Conclusions: The characteristic gut microbiota and related metabolites of patients with LADA are associated with autoantibodies, glucose metabolism, islet function, and inflammatory factors, which may contribute to the pathogenesis of LADA. Future longitudinal studies should explore whether modulating the gut microbiota and related metabolites can alter the natural course of autoimmune diabetes in the quest for new therapeutics.

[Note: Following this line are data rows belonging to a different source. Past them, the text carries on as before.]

impl AuthService {
    /// Fails with `SecretKeyNotFound` when no signing secret is configured
    pub fn new(
        store: Arc<dyn AuthStore>,
        secret: Option<String>,
        admin_password: Option<String>,
    ) -> Result<Self> {
        let secret = secret
            .filter(|s| !s.is_empty())
            .ok_or(AuthError::SecretKeyNotFound)?;
        Ok(Self {
            store,
            secret,
            admin_password: admin_password.filter(|p| !p.is_empty()),
            hasher: Hasher::new(),
        })
    }

    pub fn with_hasher(mut self, hasher: Hasher) -> Self {
        self.hasher = hasher;
        self
    }

    pub fn store(&self) -> &Arc<dyn AuthStore> {
        &self.store
    }

    async fn hash_password(&self, password: &str) -> Result<String> {
        let hasher = self.hasher.clone();
        let password = password.to_string();
        tokio::task::spawn_blocking(move || hasher.hash(&password)).await?
    }

    async fn verify_password(&self, password: &str, password_hash: &str) -> Result<bool> {
        let hasher = self.hasher.clone();
        let password = password.to_string();
        let password_hash = password_hash.to_string();
        tokio::task::spawn_blocking(move || hasher.verify(&password, &password_hash)).await?
    }

    pub async fn create_user(&self, username: &str, password: &str) -> Result<User> {
        let hash = self.hash_password(password).await?;
        self.store
            .create_user(username, &hash)
            .await
            .map_err(|e| match e {
                StorageError::AlreadyExists(_) => AuthError::UserAlreadyExists(username.to_string()),
                other => AuthError::Storage(other),
            })
    }

    pub async fn create_scope(&self, scope: ScopeName) -> Result<Scope> {
        self.store
            .create_scope(scope.as_str(), scope.description())
            .await
            .map_err(|e| match e {
                StorageError::AlreadyExists(_) => AuthError::ScopeAlreadyExists(scope.to_string()),
                other => AuthError::Storage(other),
            })
    }

    /// Grant scopes to a user, skipping those already granted
    pub async fn grant_scopes(&self, user: &User, scopes: &[ScopeName]) -> Result<()> {
        let granted = self.granted_scopes(user.id).await?;
        for scope in scopes {
            if granted.contains(scope.as_str()) {
                continue;
            }
            let stored = self
                .store
                .get_scope_by_name(scope.as_str())
                .await?
                .ok_or_else(|| AuthError::Internal(format!("scope {scope} is not in the catalogue")))?;
            match self.store.grant_scope(user.id, stored.id).await {
                Ok(_) | Err(StorageError::AlreadyExists(_)) => {
                    debug!(username = %user.username, scope = %scope, "Granted scope");
                }
                Err(e) => return Err(e.into()),
            }
        }
        Ok(())
    }

    async fn granted_scopes(&self, user_id: i64) -> Result<BTreeSet<String>> {
        Ok(self
            .store
            .user_scopes(user_id)
            .await?
            .into_iter()
            .map(|s| s.name)
            .collect())
    }

    fn decode(&self, token: &str, validate_exp: bool) -> Result<TokenClaims> {
        let mut validation = Validation::new(Algorithm::HS256);
        validation.leeway = 0;
        validation.validate_exp = validate_exp;
        let data = decode::<TokenClaims>(
            token,
            &DecodingKey::from_secret(self.secret.as_bytes()),
            &validation,
        )?;
        Ok(data.claims)
    }
}
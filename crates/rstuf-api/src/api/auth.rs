//! Bearer-token authorization
//!
//! Handlers name the scope they need in their signature:
//!
//! ```ignore
//! async fn handler(auth: Authorized<scope::WriteTargets>, ...) -> ...
//! ```
//!
//! With authentication disabled the extractor always succeeds and carries
//! no claims.

use axum::extract::FromRequestParts;
use axum::http::{header, request::Parts};
use rstuf_auth::{ScopeName, TokenClaims};
use std::marker::PhantomData;
use std::sync::Arc;
use tracing::warn;

use super::error::ApiError;
use super::state::AppState;

/// A scope an endpoint requires
pub trait RequiredScope: Send + Sync + 'static {
    const SCOPE: ScopeName;
}

macro_rules! required_scopes {
    ($($marker:ident),* $(,)?) => {
        $(
            #[derive(Debug)]
            pub struct $marker;

            impl RequiredScope for $marker {
                const SCOPE: ScopeName = ScopeName::$marker;
            }
        )*
    };
}

/// Marker types for [`Authorized`]
pub mod scope {
    use super::{RequiredScope, ScopeName};

    required_scopes!(
        ReadBootstrap,
        ReadSettings,
        ReadTasks,
        ReadToken,
        WriteBootstrap,
        WriteTargets,
        WriteToken,
        DeleteTargets,
    );
}

/// Proof that the caller holds scope `S`
#[derive(Debug)]
pub struct Authorized<S> {
    /// `None` when authentication is disabled
    pub claims: Option<TokenClaims>,
    _scope: PhantomData<S>,
}

impl<S> Authorized<S> {
    pub fn username(&self) -> Option<&str> {
        self.claims.as_ref().map(|c| c.username.as_str())
    }
}

fn bearer_token(parts: &Parts) -> Option<&str> {
    let value = parts.headers.get(header::AUTHORIZATION)?.to_str().ok()?;
    let (scheme, token) = value.split_once(' ')?;
    scheme
        .eq_ignore_ascii_case("bearer")
        .then_some(token.trim())
        .filter(|t| !t.is_empty())
}

impl<S: RequiredScope> FromRequestParts<Arc<AppState>> for Authorized<S> {
    type Rejection = ApiError;

    async fn from_request_parts(
        parts: &mut Parts,
        state: &Arc<AppState>,
    ) -> Result<Self, Self::Rejection> {
        if !state.auth_enabled {
            return Ok(Self {
                claims: None,
                _scope: PhantomData,
            });
        }

        let auth = state
            .auth
            .as_ref()
            .ok_or_else(|| ApiError::Unavailable("authentication is not configured".into()))?;
        let token = bearer_token(parts)
            .ok_or_else(|| ApiError::Unauthorized("missing bearer token".into()))?;

        let claims = auth.validate_token(token, &[S::SCOPE]).await.map_err(|e| {
            warn!(path = %parts.uri.path(), scope = %S::SCOPE, error = %e, "Rejected request");
            ApiError::from(e)
        })?;

        Ok(Self {
            claims: Some(claims),
            _scope: PhantomData,
        })
    }
}

#[cfg(test)]
mod tests {
    use super::*;
    use axum::http::Request;

    fn parts(authorization: Option<&str>) -> Parts {
        let mut builder = Request::builder().uri("/api/v1/task");
        if let Some(value) = authorization {
            builder = builder.header(header::AUTHORIZATION, value);
        }
        builder.body(()).unwrap().into_parts().0
    }

    #[test]
    fn test_bearer_token() {
        assert_eq!(bearer_token(&parts(Some("Bearer abc"))), Some("abc"));
        assert_eq!(bearer_token(&parts(Some("bearer abc"))), Some("abc"));
        assert_eq!(bearer_token(&parts(Some("Basic abc"))), None);
        assert_eq!(bearer_token(&parts(Some("Bearer "))), None);
        assert_eq!(bearer_token(&parts(None)), None);
    }

    #[test]
    fn test_markers_name_their_scope() {
        assert_eq!(scope::WriteTargets::SCOPE.as_str(), "write:targets");
        assert_eq!(scope::DeleteTargets::SCOPE.as_str(), "delete:targets");
    }
}
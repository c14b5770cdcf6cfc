//! Authentication and authorization core
//!
//! Users authenticate with a password once and receive an HS256-signed
//! bearer token carrying the scopes they asked for. Every protected endpoint
//! then validates the token and checks that it carries the scope the
//! endpoint requires.
//!
//! ## Components
//!
//! - **Storage**: `UserRepo`, `ScopeRepo` and `UserScopeRepo`, implemented
//!   in memory and (feature `sqlite`) on SQLite
//! - **Passwords**: Argon2id hashing and verification
//! - **Service**: the [`AuthenticationService`] trait with the production
//!   [`AuthService`] and the test-only [`MockAuthService`]
//!
//! ## Usage
//!
//! ```ignore
//! use rstuf_auth::{AuthService, AuthenticationService, MemoryAuthStore, ScopeName, TokenRequest};
//!
//! let auth = AuthService::new(Arc::new(MemoryAuthStore::new()), Some(secret), Some(admin_pw))?;
//! auth.bootstrap_admin().await?;
//!
//! let token = auth.issue_token(TokenRequest::login("admin", admin_pw, vec!["write:targets".into()], 1)).await?;
//! let claims = auth.validate_token(&token.access_token, &[ScopeName::WriteTargets]).await?;
//! ```

pub mod error;
pub mod mock;
pub mod password;
pub mod service;
pub mod storage;
pub mod types;

pub use error::{AuthError, Result};
pub use mock::MockAuthService;
pub use password::Hasher;
pub use service::{
    AuthService, AuthenticationService, TokenRequest, ADMIN_USERNAME, MAX_EXPIRES_HOURS,
};
pub use storage::{AuthStore, MemoryAuthStore, ScopeRepo, StorageError, UserRepo, UserScopeRepo};
#[cfg(feature = "sqlite")]
pub use storage::SqliteAuthStore;
pub use types::{ParseScopeError, Scope, ScopeName, Token, TokenClaims, TokenInfo, User, UserScope};
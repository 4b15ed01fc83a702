//! OpenAPI document structure definitions

use crate::route::{PathItem, SecurityRequirement};
use crate::schema::{Components, Schema};
use serde::{Deserialize, Serialize};
use std::collections::BTreeMap;

/// OpenAPI document version
#[derive(Debug, Clone, Copy, PartialEq, Eq, Serialize, Deserialize, Default)]
pub enum OpenApiVersion {
    #[serde(rename = "3.0.0")]
    V3_0_0,
    #[serde(rename = "3.0.1")]
    V3_0_1,
    #[serde(rename = "3.0.2")]
    V3_0_2,
    #[serde(rename = "3.0.3")]
    #[default]
    V3_0_3,
}

/// API information
#[derive(Debug, Clone, PartialEq, Eq, Serialize, Deserialize)]
#[serde(rename_all = "camelCase")]
pub struct Info {
    /// API title
    pub title: String,
    /// API version
    pub version: String,
    /// API description
    #[serde(skip_serializing_if = "Option::is_none")]
    pub description: Option<String>,
}

/// Server information
#[derive(Debug, Clone, PartialEq, Eq, Serialize, Deserialize)]
#[serde(rename_all = "camelCase")]
pub struct Server {
    /// Server URL
    pub url: String,
    /// Server description
    #[serde(skip_serializing_if = "Option::is_none")]
    pub description: Option<String>,
}

/// Tag definition
#[derive(Debug, Clone, PartialEq, Eq, Serialize, Deserialize)]
#[serde(rename_all = "camelCase")]
pub struct Tag {
    /// Tag name
    pub name: String,
    /// Tag description
    #[serde(skip_serializing_if = "Option::is_none")]
    pub description: Option<String>,
}

/// OpenAPI document (root structure)
#[derive(Debug, Clone, PartialEq, Serialize, Deserialize)]
#[serde(rename_all = "camelCase")]
pub struct OpenApi {
    /// OpenAPI version
    pub openapi: OpenApiVersion,
    /// API information
    pub info: Info,
    /// Server list
    #[serde(skip_serializing_if = "Option::is_none")]
    pub servers: Option<Vec<Server>>,
    /// Path definitions
    pub paths: BTreeMap<String, PathItem>,
    /// Components (reusable components)
    #[serde(skip_serializing_if = "Option::is_none")]
    pub components: Option<Components>,
    /// Security requirements
    #[serde(skip_serializing_if = "Option::is_none")]
    pub security: Option<Vec<SecurityRequirement>>,
    /// Tag definitions
    #[serde(skip_serializing_if = "Option::is_none")]
    pub tags: Option<Vec<Tag>>,
}

impl OpenApi {
    /// Empty document with the given title and version
    #[must_use]
    pub fn new(title: impl Into<String>, version: impl Into<String>) -> Self {
        Self {
            openapi: OpenApiVersion::default(),
            info: Info {
                title: title.into(),
                version: version.into(),
                description: None,
            },
            servers: None,
            paths: BTreeMap::new(),
            components: None,
            security: None,
            tags: None,
        }
    }

    /// Look up a component schema by name
    #[must_use]
    pub fn schema(&self, name: &str) -> Option<&Schema> {
        self.components
            .as_ref()?
            .schemas
            .as_ref()?
            .get(name)
    }

    /// Number of component schemas in the document
    #[must_use]
    pub fn schema_count(&self) -> usize {
        self.components
            .as_ref()
            .and_then(|c| c.schemas.as_ref())
            .map_or(0, BTreeMap::len)
    }
}
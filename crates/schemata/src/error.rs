//! Error types for schema compilation and document assembly

use thiserror::Error;

use crate::descriptor::Identity;
use crate::metadata::MetadataError;
use crate::validate::ValidationError;

/// Everything that can abort a compilation pass.
///
/// All variants are terminal: the pass fails as a whole and no partial
/// document is returned.
#[derive(Error, Debug)]
pub enum CompileError {
    /// A descriptor the compiler has no rule for
    #[error("unsupported shape: {0}")]
    UnsupportedShape(String),

    /// A dictionary whose key is not text
    #[error("unsupported dictionary key type {key} in {context}")]
    UnsupportedKeyType {
        /// Description of the offending key descriptor
        key: String,
        /// Where the dictionary was found
        context: String,
    },

    /// Two distinct identities normalize to the same schema name
    #[error("schema name {name:?} is claimed by both {existing} and {incoming}")]
    NameCollision {
        name: String,
        existing: String,
        incoming: String,
    },

    /// One identity compiled from two different definitions
    #[error("{identity} is defined twice with different shapes (schema {name:?})")]
    ConflictingDefinition { name: String, identity: Identity },

    /// A [`TypeDescriptor::Named`](crate::descriptor::TypeDescriptor::Named)
    /// reference whose definition never appeared in the pass
    #[error("{identity} is referenced but never defined")]
    UndefinedShape { identity: Identity },

    /// The metadata provider failed
    #[error("metadata lookup failed")]
    MetadataLookupFailed(#[from] MetadataError),

    /// An enum declares the same literal twice under the reject policy
    #[error("enum {identity} declares value {value} more than once")]
    DuplicateEnumValue { identity: Identity, value: String },

    /// A route that cannot be placed into the table
    #[error("invalid route {method} {pattern}: {reason}")]
    InvalidRoute {
        method: String,
        pattern: String,
        reason: String,
    },

    /// The assembled document failed validation
    #[error(transparent)]
    ValidationFailed(#[from] ValidationError),
}

impl CompileError {
    /// Create an unsupported shape error
    pub fn unsupported(msg: impl Into<String>) -> Self {
        Self::UnsupportedShape(msg.into())
    }
}

/// Result type alias for compilation operations
pub type Result<T> = std::result::Result<T, CompileError>;

#[cfg(test)]
mod tests {
    use super::*;

    #[test]
    fn messages_name_the_offender() {
        let err = CompileError::UnsupportedKeyType {
            key: "integer".to_string(),
            context: "WithMaps.amounts".to_string(),
        };
        assert_eq!(
            err.to_string(),
            "unsupported dictionary key type integer in WithMaps.amounts"
        );

        let err = CompileError::NameCollision {
            name: "a_b_User".to_string(),
            existing: "a/b.User".to_string(),
            incoming: "a.b/User".to_string(),
        };
        assert!(err.to_string().contains("a_b_User"));
    }

    #[test]
    fn metadata_errors_keep_their_source() {
        use std::error::Error as _;

        let err = CompileError::from(MetadataError::new("models", "package not found"));
        assert_eq!(err.to_string(), "metadata lookup failed");
        assert!(err.source().unwrap().to_string().contains("package not found"));
    }
}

© 2021 by the American Diabetes Association.

Figures

Figure 1

Identification of the major ASV modules in the context of LADA. A: PLS-DA of the gut microbiota composition of healthy subjects and patients with LADA, T1D, and T2D. B: Bar plot revealing the top physiological factors that were significantly associated with variations in the gut microbiota based on Bray-Curtis distances. The colors of the bars represent their clinical categories. Size effects and statistical significance were calculated by adonis/permutational MANOVA. The association was considered significant when P < 0.1. C: PLS-DA of the gut microbiota composition of the patients with LADA, T1D-A, T1D-B, and T2D. D: Between-sample Bray-Curtis distances of the gut microbiota of the T1D-A, T1D-B, and T2D groups compared with those of the LADA group. **P < 0.01. E: Network diagrams of the 12 CAGs. The taxonomy of bacteria phyla identified using the QIIME2 q2-feature-classifier is denoted on the nodes. The rectangular nodes represent Bacteroidetes, the triangular nodes represent Actinobacteria, the round nodes represent Firmicutes, the hexagonal nodes represent Proteobacteria, and the diamond-shaped nodes represent Tenericutes. Lines between nodes represent correlations; only correlations with magnitudes >0.3 are drawn. Red lines mean positive correlations, and blue lines mean negative correlations. F: Z-scores of the abundance of the 12 CAGs across the different groups. Z-scores were transformed by subtracting the average abundance and dividing by the SD of all samples. Blue represents negative Z-scores, and orange represents positive Z-scores. Comparison of the relative abundance of each CAG in the five groups was performed using the Kruskal-Wallis test followed by Dunn post hoc analysis. Significant differences (P < 0.05) are marked with arrows; arrows pointing up represent a significantly higher abundance, and arrows pointing down represent a significantly lower abundance. DBP, diastolic blood pressure; DPP4, dipeptidyl peptidase 4; GGT, glutamyl transpeptidase; RBC, red blood cell; TG, triglyceride; UA, uric acid.

Figure 2

Identification of major fecal and serum metabolite modules in the context of LADA. Distribution of the 12 fecal metabolite modules (A) and 11 serum metabolite modules (B) among the LADA, healthy, T1D-A, T1D-B, and T2D groups. The abundance profiles were transformed into Z-scores by subtracting the average abundance and dividing by the SD of all samples. Comparison of the abundances of each module in the five groups was performed using the Kruskal-Wallis test followed by Dunn post hoc analysis. P < 0.05 indicates a significant difference.

Figure 3

Correlations among gut microbiota, host fecal or serum metabolites, and host clinical phenotypes in the context of LADA. A: The Spearman correlation network of the gut microbiota, fecal metabolites, serum metabolites, and clinical phenotypes related to blood glucose. B: The Spearman correlation network of the gut microbiota, fecal metabolites, serum metabolites, and clinical phenotypes related to inflammation. C: The Spearman correlation network of the gut microbiota, fecal metabolites, serum metabolites, and autoimmunity antibodies. Red lines indicate positive correlations (FDR <0.05), and blue lines indicate negative correlations (FDR <0.05). 2h CP, 2-h postprandial C-peptide; 2h PG, 2-h postprandial glucose; FCP, fasting C-peptide.